First Cousin Once Removed

By Gary M. Kramer.

Celebrating 50 Years, the New York Film Festival at Lincoln Center showcased celebrities–from Nicole Kidman for The Paperboy (Daniels, 2012) to Denzel Washington, star of the closing night film Flight (Zemeckis, 2012). An international cast of filmmakers was also on hand–from Chile’s No (Larrain, 2012) to China’s Memories Look at Me (Fang, 2012). There were new prints of Lawrence of Arabia (Lean, 1962), Heaven’s Gate (Cimino, 1980), and Fellini’s Satyricon (Fellini, 1969). And a Gala Tribute to Selection Committee Chair, Richard Peña. But what the New York Film Festival does best is present fascinating World Premieres, exciting avant-garde spectacles, the latest works by established masters as well as new discoveries from up and coming filmmakers. Here is a rundown of reviews of films and notes from a pair of press conferences from this year’s festival.
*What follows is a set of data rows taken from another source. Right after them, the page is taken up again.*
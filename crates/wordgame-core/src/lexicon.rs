//! Frequency-annotated lexicon loader.
//!
//! A lexicon file holds one `{"a": ..., "b": ..., "freq": ...}` record per line.
//! Words are identified by their position in the file, so the order is fixed
//! once a history log refers to it.

use std::fs::File;
use std::io::{BufRead, BufReader};
use std::path::{Path, PathBuf};

use crate::error::{Result, WordGameError};
use crate::jsonl::read_records;
use crate::model::{AnswerEvent, WordEntry};

/// The ordered, read-only word list.
#[derive(Debug, Clone, PartialEq)]
pub struct Lexicon {
    entries: Vec<WordEntry>,
}

fn parse_error(path: &Path, line: usize, source: serde_json::Error) -> WordGameError {
    WordGameError::LexiconParse {
        path: path.to_path_buf(),
        line,
        source,
    }
}

impl Lexicon {
    /// Load a lexicon from a JSON-lines file.
    pub fn load(path: &Path) -> Result<Self> {
        let file = File::open(path).map_err(|source| WordGameError::Io {
            path: path.to_path_buf(),
            source,
        })?;
        let lexicon = Self::from_reader(BufReader::new(file), path)?;
        tracing::debug!(
            words = lexicon.len(),
            "loaded lexicon from {}",
            path.display()
        );
        Ok(lexicon)
    }

    /// Parse a lexicon from any buffered reader; `source` names it in errors.
    pub fn from_reader<R: BufRead>(reader: R, source: &Path) -> Result<Self> {
        let records = read_records::<WordEntry, _>(reader, source, parse_error)?;
        if records.is_empty() {
            return Err(WordGameError::EmptyLexicon {
                path: source.to_path_buf(),
            });
        }
        for (line, entry) in &records {
            check_frequency(*line, entry.freq)?;
        }
        Ok(Self {
            entries: records.into_iter().map(|(_, entry)| entry).collect(),
        })
    }

    /// Build a lexicon from entries already in memory.
    ///
    /// Applies the same checks as [`Lexicon::load`]; line numbers in errors are
    /// 1-based positions in `entries`.
    pub fn from_entries(entries: Vec<WordEntry>) -> Result<Self> {
        if entries.is_empty() {
            return Err(WordGameError::EmptyLexicon {
                path: PathBuf::from("<memory>"),
            });
        }
        for (i, entry) in entries.iter().enumerate() {
            check_frequency(i + 1, entry.freq)?;
        }
        Ok(Self { entries })
    }

    pub fn len(&self) -> usize {
        self.entries.len()
    }

    /// Always `false` for a successfully loaded lexicon.
    pub fn is_empty(&self) -> bool {
        self.entries.is_empty()
    }

    pub fn get(&self, index: usize) -> Option<&WordEntry> {
        self.entries.get(index)
    }

    pub fn entries(&self) -> &[WordEntry] {
        &self.entries
    }

    pub fn base_frequencies(&self) -> impl Iterator<Item = f64> + '_ {
        self.entries.iter().map(|e| e.freq)
    }

    /// Check that every event refers to a word in this lexicon.
    pub fn validate_history(&self, events: &[AnswerEvent]) -> Result<()> {
        match events.iter().find(|e| e.id >= self.len()) {
            Some(event) => Err(WordGameError::UnknownWord {
                index: event.id,
                lexicon_len: self.len(),
            }),
            None => Ok(()),
        }
    }
}

fn check_frequency(line: usize, freq: f64) -> Result<()> {
    if freq.is_finite() && freq > 0.0 {
        Ok(())
    } else {
        Err(WordGameError::NonPositiveFrequency { line, freq })
    }
}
Alan Berliner introduced his latest film, First Cousin Once Removed (2012), saying “this film changed every assumption I had about memory.” This documentary, which received its World Premiere at the NYFF, provides a sensitive, intimate portrait of the director’s first cousin once removed Edwin Honig, a poet, teacher, translator, mentor. Yet Honig is also “one step removed” from how Berliner sees him, as the elderly relative is suffering from Alzheimer’s.

Berliner uses the motif of a typewriter to emphasize every shot, edit, and point he makes, and the technique is highly effective. Scenes show how repeated visits to Honig do not help the elderly man remember who Berliner is.

Early on, Honig’s sister objects to the potentially demeaning portrait of her sibling, a point that asks: Is Berliner exploiting his subject in his effort to teach people what memory means? The filmmaker wants Honig to describe what it means “to be you right now.”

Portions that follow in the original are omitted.